All entries will be assessed by a team of over 60 high profile industry judges, with successful entrants taking part in a second round 24-hour brief.
In order to help first-timers with their entries – or those who have entered before but want some insider tips from past winners – we’re running a new series on B&T: If They Cannes, You Cannes (we know, we’re so punny).
From advice about entering to tips for the live pitch and what Cannes is really like, we’ve got the inside scoop to help this year’s entrants put their best creative foot forward.
Today, we’re chatting with Garret Fitzergald. Check out what he had to say about the whole experience below!
When did you win/what category?
It’s been quite a few years since my time as a Young Lion. I was lucky enough to get the nod twice.
2008 for print partnered with Neil Walshe and 2012 for digital partnered with Sam Dickson.
In ’08 just one submission could mean a ticket to France, which I thought was pretty good at the time.
However, the 24 hour round has been a great addition to the competition as it really simulates what happens on the ground in Cannes.
What advice would you give this year’s entrants about entering? Anything you’d wish you’d known when preparing your response?
Within a competition environment, it can sometimes be hard to know which work to back. In the first round, you’ve got more time to mull it over. The 24 hour round – less so. Really holding your work up against the brief can help break any deadlocks you may have.

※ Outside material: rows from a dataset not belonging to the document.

//! Arcline CLI - Remote store management tools.
//!
//! # Usage
//!
//! ```bash
//! # Push the embedded rental catalog into the remote store
//! arcline-cli seed catalog
//!
//! # Seed everything (catalog, brands, gallery, settings)
//! arcline-cli seed all
//! ```
//!
//! # Commands
//!
//! - `seed` - Push the embedded default data into the remote store.
//!   Requires `STORE_SERVICE_KEY` in the environment; the public anon
//!   key cannot write.

#![cfg_attr(not(test), forbid(unsafe_code))]

use clap::{Parser, Subcommand};

mod commands;

#[derive(Parser)]
#[command(name = "arcline-cli")]
#[command(author, version, about = "Arcline CLI tools")]
struct Cli {
    #[command(subcommand)]
    command: Commands,
}

#[derive(Subcommand)]
enum Commands {
    /// Seed the remote store with the embedded default data
    Seed {
        #[command(subcommand)]
        target: SeedTarget,
    },
}

#[derive(Subcommand)]
enum SeedTarget {
    /// The 7-item rental catalog
    Catalog,
    /// The authorized-service brand list
    Brands,
    /// The bundled workshop photos
    Gallery,
    /// Default hero and contact documents
    Settings,
    /// Everything above, in order
    All,
}

#[tokio::main]
async fn main() {
    let env_filter = tracing_subscriber::EnvFilter::try_from_default_env()
        .unwrap_or_else(|_| "arcline_cli=info,arcline_store=info".into());
    tracing_subscriber::fmt().with_env_filter(env_filter).init();

    let cli = Cli::parse();

    let result = match cli.command {
        Commands::Seed { target } => match target {
            SeedTarget::Catalog => commands::seed::catalog().await,
            SeedTarget::Brands => commands::seed::brands().await,
            SeedTarget::Gallery => commands::seed::gallery().await,
            SeedTarget::Settings => commands::seed::settings().await,
            SeedTarget::All => commands::seed::all().await,
        },
    };

    if let Err(error) = result {
        tracing::error!("Command failed: {error}");
        std::process::exit(1);
    }
}
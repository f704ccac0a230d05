//! Contact page route handler.

use askama::Template;
use askama_web::WebTemplate;
use axum::extract::State;
use tracing::instrument;

use arcline_core::ContactSettings;

use crate::filters;
use crate::state::AppState;

/// Contact page template.
#[derive(Template, WebTemplate)]
#[template(path = "contact.html")]
pub struct ContactTemplate {
    pub contact: ContactSettings,
    /// WhatsApp deep link for the floating button.
    pub whatsapp_link: String,
}

/// Display the contact page. Details come from the state built at
/// startup; there is no per-request settings read here.
#[instrument(skip(state))]
pub async fn contact(State(state): State<AppState>) -> ContactTemplate {
    let contact = state.contact().clone();
    let whatsapp_link = format!("https://wa.me/{}", contact.whatsapp);

    ContactTemplate {
        contact,
        whatsapp_link,
    }
}
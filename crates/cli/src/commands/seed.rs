//! Seed the remote store with the embedded default data.
//!
//! Each target pushes the same data the applications embed as
//! fallbacks, so a freshly provisioned backend serves the content the
//! public site would otherwise synthesize. Per-row results are logged;
//! a target fails if any of its rows failed.

use secrecy::ExposeSecret;
use tracing::{error, info};

use arcline_core::{NewBrand, NewCatalogItem, NewGalleryPhoto, SiteSetting, seed};
use arcline_store::{StoreClient, StoreConfig};

type CliError = Box<dyn std::error::Error>;

/// Build a client carrying the service-role key.
///
/// # Errors
///
/// Returns an error if the environment is incomplete or the key is
/// missing - seeding never runs with the public anon key.
fn service_client() -> Result<StoreClient, CliError> {
    dotenvy::dotenv().ok();

    let config = StoreConfig::from_env()?;
    let service_key = config
        .service_key
        .clone()
        .ok_or("STORE_SERVICE_KEY not set")?;

    let client = StoreClient::new(&config)?;
    Ok(client.authenticated(service_key.expose_secret()))
}

/// Seed the rental catalog.
///
/// # Errors
///
/// Returns an error if configuration is incomplete or any row failed.
pub async fn catalog() -> Result<(), CliError> {
    let store = service_client()?;
    let items = seed::rental_catalog();

    info!(count = items.len(), "Seeding rental catalog");

    let mut inserted = 0u32;
    let mut failed = 0u32;
    for item in items {
        let name = item.name.clone();
        let row = NewCatalogItem::from(item);
        match store.insert_product(&row).await {
            Ok(stored) => {
                inserted += 1;
                info!(id = stored.id, name = %name, "inserted");
            }
            Err(e) => {
                failed += 1;
                error!(name = %name, error = %e, "insert failed");
            }
        }
    }

    info!(inserted, failed, "Catalog seeding complete");
    finish(failed)
}

/// Seed the brand list.
///
/// # Errors
///
/// Returns an error if configuration is incomplete or any row failed.
pub async fn brands() -> Result<(), CliError> {
    let store = service_client()?;
    let brands = seed::assistance_brands();

    info!(count = brands.len(), "Seeding brands");

    let mut inserted = 0u32;
    let mut failed = 0u32;
    for brand in brands {
        let name = brand.name.clone();
        let row = NewBrand::from(brand);
        match store.insert_brand(&row).await {
            Ok(stored) => {
                inserted += 1;
                info!(id = stored.id, name = %name, "inserted");
            }
            Err(e) => {
                failed += 1;
                error!(name = %name, error = %e, "insert failed");
            }
        }
    }

    info!(inserted, failed, "Brand seeding complete");
    finish(failed)
}

/// Seed the gallery with the bundled photo paths (one bulk insert,
/// matching the back office's seeding action).
///
/// # Errors
///
/// Returns an error if configuration is incomplete or the insert failed.
pub async fn gallery() -> Result<(), CliError> {
    let store = service_client()?;

    let rows: Vec<NewGalleryPhoto> = seed::INITIAL_GALLERY_PATHS
        .iter()
        .map(|path| NewGalleryPhoto {
            url: (*path).to_string(),
        })
        .collect();

    info!(count = rows.len(), "Seeding gallery");
    store.insert_gallery_photos(&rows).await?;
    info!("Gallery seeding complete");
    Ok(())
}

/// Upsert the default hero and contact documents.
///
/// # Errors
///
/// Returns an error if configuration is incomplete or an upsert failed.
pub async fn settings() -> Result<(), CliError> {
    let store = service_client()?;

    for setting in [
        SiteSetting::Hero(seed::default_hero()),
        SiteSetting::Contact(seed::default_contact()),
    ] {
        let key = setting.key();
        store.upsert_setting(&setting).await?;
        info!(%key, "settings document upserted");
    }

    info!("Settings seeding complete");
    Ok(())
}

/// Seed everything, in order.
///
/// # Errors
///
/// Returns the first target's error.
pub async fn all() -> Result<(), CliError> {
    catalog().await?;
    brands().await?;
    gallery().await?;
    settings().await?;
    Ok(())
}

fn finish(failed: u32) -> Result<(), CliError> {
    if failed > 0 {
        return Err(format!("{failed} rows failed").into());
    }
    Ok(())
}
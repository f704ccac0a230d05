//! Authorized-service brand types.

use serde::{Deserialize, Serialize};

/// A manufacturer whose equipment the workshop services, as stored in
/// the `brands` table.
#[derive(Debug, Clone, PartialEq, Eq, Serialize, Deserialize)]
pub struct Brand {
    pub id: i64,
    pub name: String,
    /// Manufacturer website.
    #[serde(default)]
    pub url: String,
    #[serde(default)]
    pub logo_url: Option<String>,
}

/// Insert/update payload for a brand.
#[derive(Debug, Clone, Default, PartialEq, Eq, Serialize, Deserialize)]
pub struct NewBrand {
    pub name: String,
    pub url: String,
    pub logo_url: Option<String>,
}

impl From<Brand> for NewBrand {
    fn from(brand: Brand) -> Self {
        Self {
            name: brand.name,
            url: brand.url,
            logo_url: brand.logo_url,
        }
    }
}
//! Unified error handling with Sentry integration.
//!
//! Most write failures never reach this type: form handlers catch the
//! store error and re-render the form with the backend's message so the
//! operator's input survives. `AppError` covers the rest - broken
//! editor loads, failed deletes, multipart decoding - and guarantees
//! every one of them reaches a terminal, visible response.

use axum::{
    http::StatusCode,
    response::{IntoResponse, Response},
};
use thiserror::Error;

use arcline_store::StoreError;

/// Application-level error type for the back office.
#[derive(Debug, Error)]
pub enum AppError {
    /// Remote store operation failed.
    #[error("store error: {0}")]
    Store(#[from] StoreError),

    /// Bad request from client.
    #[error("bad request: {0}")]
    BadRequest(String),
}

impl IntoResponse for AppError {
    fn into_response(self) -> Response {
        // Capture server-side faults to Sentry
        if matches!(self, Self::Store(_)) {
            let event_id = sentry::capture_error(&self);
            tracing::error!(
                error = %self,
                sentry_event_id = %event_id,
                "Request error"
            );
        }

        let (status, message) = match &self {
            Self::Store(StoreError::NotFound) => {
                (StatusCode::NOT_FOUND, "Record not found".to_string())
            }
            Self::Store(StoreError::Timeout) => (
                StatusCode::GATEWAY_TIMEOUT,
                "The backend did not answer in time. Try again.".to_string(),
            ),
            Self::Store(error) => (StatusCode::BAD_GATEWAY, error.to_string()),
            Self::BadRequest(message) => (StatusCode::BAD_REQUEST, message.clone()),
        };

        (status, message).into_response()
    }
}

/// Result type alias for `AppError`.
pub type Result<T> = std::result::Result<T, AppError>;

#[cfg(test)]
mod tests {
    use super::*;

    #[test]
    fn editor_load_failures_reach_a_terminal_status() {
        // A timed-out single-record fetch must become a response, not an
        // endless loading state.
        let response = AppError::Store(StoreError::Timeout).into_response();
        assert_eq!(response.status(), StatusCode::GATEWAY_TIMEOUT);

        let response = AppError::Store(StoreError::NotFound).into_response();
        assert_eq!(response.status(), StatusCode::NOT_FOUND);
    }

    #[test]
    fn bad_requests_are_not_captured_as_server_faults() {
        let response = AppError::BadRequest("broken multipart".to_string()).into_response();
        assert_eq!(response.status(), StatusCode::BAD_REQUEST);
    }
}
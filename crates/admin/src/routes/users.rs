//! Operator management route handlers.
//!
//! Accounts are created through the auth service's sign-up side channel
//! (the backend trigger writes the matching profile row). Deleting an
//! account is explicitly refused here and directed to the hosted
//! console - profiles are read-only from this application.

use askama::Template;
use askama_web::WebTemplate;
use axum::{
    Form,
    extract::{Path, State},
};
use serde::Deserialize;
use tracing::instrument;
use uuid::Uuid;

use arcline_core::AdminProfile;
use arcline_store::StoreClient;

use crate::filters;
use crate::middleware::RequireAdminAuth;
use crate::state::AppState;

/// Users page template.
#[derive(Template, WebTemplate)]
#[template(path = "users/index.html")]
pub struct UsersTemplate {
    pub profiles: Vec<AdminProfile>,
    pub notice: Option<String>,
    pub error: Option<String>,
}

/// New-operator form data.
#[derive(Debug, Deserialize)]
pub struct CreateUserForm {
    pub email: String,
    pub password: String,
}

/// Delete form carries the email so the refusal can name the account.
#[derive(Debug, Deserialize)]
pub struct DeleteUserForm {
    pub email: String,
}

async fn profile_listing(store: &StoreClient) -> (Vec<AdminProfile>, Option<String>) {
    match store.list_profiles().await {
        Ok(profiles) => (profiles, None),
        Err(error) => {
            tracing::error!(error = %error, "failed to list profiles");
            (Vec::new(), Some("Could not load operators.".to_string()))
        }
    }
}

/// Render the operator list.
///
/// GET /users
#[instrument(skip(admin, state))]
pub async fn index(
    RequireAdminAuth(admin): RequireAdminAuth,
    State(state): State<AppState>,
) -> UsersTemplate {
    let store = state.store().authenticated(&admin.access_token);
    let (profiles, error) = profile_listing(&store).await;

    UsersTemplate {
        profiles,
        notice: None,
        error,
    }
}

/// Create an operator account via sign-up.
///
/// POST /users/create
#[instrument(skip(admin, state, form), fields(email = %form.email))]
pub async fn create(
    RequireAdminAuth(admin): RequireAdminAuth,
    State(state): State<AppState>,
    Form(form): Form<CreateUserForm>,
) -> UsersTemplate {
    let store = state.store().authenticated(&admin.access_token);

    let (notice, error) = match state.store().sign_up(&form.email, &form.password).await {
        Ok(_) => (
            Some("Account created. The operator can sign in now.".to_string()),
            None,
        ),
        Err(auth_error) => {
            tracing::error!(error = %auth_error, "sign-up failed");
            (None, Some(format!("Could not create account: {auth_error}")))
        }
    };

    let (profiles, list_error) = profile_listing(&store).await;

    UsersTemplate {
        profiles,
        notice,
        error: error.or(list_error),
    }
}

/// Refuse to delete: account removal is out of band, in the hosted
/// console. No remote call is made.
///
/// POST /users/{id}/delete
#[instrument(skip(admin, state, form))]
pub async fn delete(
    RequireAdminAuth(admin): RequireAdminAuth,
    State(state): State<AppState>,
    Path(_id): Path<Uuid>,
    Form(form): Form<DeleteUserForm>,
) -> UsersTemplate {
    let store = state.store().authenticated(&admin.access_token);
    let (profiles, error) = profile_listing(&store).await;

    UsersTemplate {
        profiles,
        notice: Some(format!(
            "To remove {}, open the backend console's authentication panel. \
             Accounts cannot be deleted from here.",
            form.email
        )),
        error,
    }
}
//! Brand editor route handlers.
//!
//! Same editor shape as products with a simpler schema, so the form can
//! use plain serde extraction (no repeated fields).

use askama::Template;
use askama_web::WebTemplate;
use axum::{
    Form,
    extract::{Multipart, Path, State},
    response::{IntoResponse, Redirect, Response},
};
use serde::Deserialize;
use tracing::instrument;

use arcline_core::{Brand, NewBrand};

use crate::editor::{self, ImageFieldTemplate};
use crate::error::Result;
use crate::filters;
use crate::middleware::RequireAdminAuth;
use crate::state::AppState;

/// List view the editor navigates back to on success.
const BRANDS_LIST: &str = "/dashboard?tab=brands";

/// Storage namespace for brand logos.
const BRANDS_NAMESPACE: &str = "brands";

/// Brand form data.
#[derive(Debug, Clone, Default, Deserialize)]
pub struct BrandFormData {
    pub name: String,
    #[serde(default)]
    pub url: String,
    #[serde(default)]
    pub logo_url: String,
}

impl BrandFormData {
    fn from_brand(brand: Brand) -> Self {
        Self {
            name: brand.name,
            url: brand.url,
            logo_url: brand.logo_url.unwrap_or_default(),
        }
    }

    fn validate(&self) -> std::result::Result<(), String> {
        if self.name.trim().is_empty() {
            return Err("Name is required".to_string());
        }
        Ok(())
    }

    fn into_row(self) -> NewBrand {
        NewBrand {
            name: self.name,
            url: self.url,
            logo_url: if self.logo_url.trim().is_empty() {
                None
            } else {
                Some(self.logo_url)
            },
        }
    }
}

/// Brand form template (create and edit).
///
/// `field_name`/`upload_url`/`current`/`upload_error` feed the shared
/// image-field fragment included in the form markup.
#[derive(Template, WebTemplate)]
#[template(path = "brands/form.html")]
pub struct BrandFormTemplate {
    pub id: Option<i64>,
    pub form: BrandFormData,
    pub error: Option<String>,
    pub field_name: &'static str,
    pub upload_url: &'static str,
    pub current: String,
    pub upload_error: Option<String>,
}

impl BrandFormTemplate {
    fn build(id: Option<i64>, form: BrandFormData, error: Option<String>) -> Self {
        Self {
            id,
            current: form.logo_url.clone(),
            form,
            error,
            field_name: "logo_url",
            upload_url: "/brands/upload",
            upload_error: None,
        }
    }
}

/// Render the blank form.
///
/// GET /brands/new
pub async fn new_form(RequireAdminAuth(_admin): RequireAdminAuth) -> BrandFormTemplate {
    BrandFormTemplate::build(None, BrandFormData::default(), None)
}

/// Render the form prefilled from an existing row.
///
/// GET /brands/{id}/edit
#[instrument(skip(admin, state))]
pub async fn edit_form(
    RequireAdminAuth(admin): RequireAdminAuth,
    State(state): State<AppState>,
    Path(id): Path<i64>,
) -> Result<BrandFormTemplate> {
    let brand = state
        .store()
        .authenticated(&admin.access_token)
        .get_brand(id)
        .await?;

    Ok(BrandFormTemplate::build(
        Some(id),
        BrandFormData::from_brand(brand),
        None,
    ))
}

/// Create a new brand.
///
/// POST /brands
#[instrument(skip(admin, state, form))]
pub async fn create(
    RequireAdminAuth(admin): RequireAdminAuth,
    State(state): State<AppState>,
    Form(form): Form<BrandFormData>,
) -> Response {
    submit(&state, &admin.access_token, None, form).await
}

/// Update an existing brand.
///
/// POST /brands/{id}
#[instrument(skip(admin, state, form))]
pub async fn update(
    RequireAdminAuth(admin): RequireAdminAuth,
    State(state): State<AppState>,
    Path(id): Path<i64>,
    Form(form): Form<BrandFormData>,
) -> Response {
    submit(&state, &admin.access_token, Some(id), form).await
}

/// Shared submit path: one insert or one update, never both.
async fn submit(
    state: &AppState,
    access_token: &str,
    id: Option<i64>,
    form: BrandFormData,
) -> Response {
    if let Err(message) = form.validate() {
        return BrandFormTemplate::build(id, form, Some(message)).into_response();
    }

    let store = state.store().authenticated(access_token);
    let row = form.clone().into_row();

    let outcome = match id {
        None => store.insert_brand(&row).await.map(|_| ()),
        Some(id) => store.update_brand(id, &row).await.map(|_| ()),
    };

    match outcome {
        Ok(()) => Redirect::to(BRANDS_LIST).into_response(),
        Err(error) => {
            tracing::error!(error = %error, "brand save failed");
            BrandFormTemplate::build(id, form, Some(format!("Could not save: {error}")))
                .into_response()
        }
    }
}

/// Logo upload fragment for the brand form.
///
/// POST /brands/upload
pub async fn upload_logo(
    RequireAdminAuth(admin): RequireAdminAuth,
    State(state): State<AppState>,
    multipart: Multipart,
) -> ImageFieldTemplate {
    editor::handle_image_upload(
        &state.store().authenticated(&admin.access_token),
        BRANDS_NAMESPACE,
        "logo_url",
        "/brands/upload",
        multipart,
    )
    .await
}

/// Delete a brand.
///
/// POST /brands/{id}/delete
#[instrument(skip(admin, state))]
pub async fn delete(
    RequireAdminAuth(admin): RequireAdminAuth,
    State(state): State<AppState>,
    Path(id): Path<i64>,
) -> Result<Redirect> {
    state
        .store()
        .authenticated(&admin.access_token)
        .delete_brand(id)
        .await?;

    Ok(Redirect::to(BRANDS_LIST))
}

Should you make it through to the 24 hour round, it can be stressful watching the clock tick down.
From getting to know various duos who had success in Cannes, it was the teams that kept to their normal routine that did really well e.g. if you do your best thinking in a café – stick to that.
What was your experience at Cannes itself like? What can this year’s winners expect?
The shape of the week is determined by when you compete. There are nerves building up to your start time, then a massive sense of relief when you make your submission.
It may have changed now, but the competition room resembled something of a UN of advertising, with a giant row of workstations defined by a flag from each competing country above. After a day/night of thinking, you enter the room which is in lockdown. Once you’re in, you don’t leave until you’ve finished working up your entry.
There’s a great sense of camaraderie between your fellow Aussie competitors and the wider group. I’m still in touch with people from o/s who I met to this day, and it’s been really interesting to see where their careers have taken them.
When it comes to the festival itself, it’s pretty bloody awesome. The work on display, the parties, the program of talks, plus the chance to meet your idols – it all combines to form a one-of-a-kind experience.–
How important is Cannes Young Lions for the industry?
Exposing the future of our industry to a festival where the latest and greatest global thinking is on show can only lead to good things. What’s more, Young Lions is great in that it opens the festival up to people who would otherwise not get to go.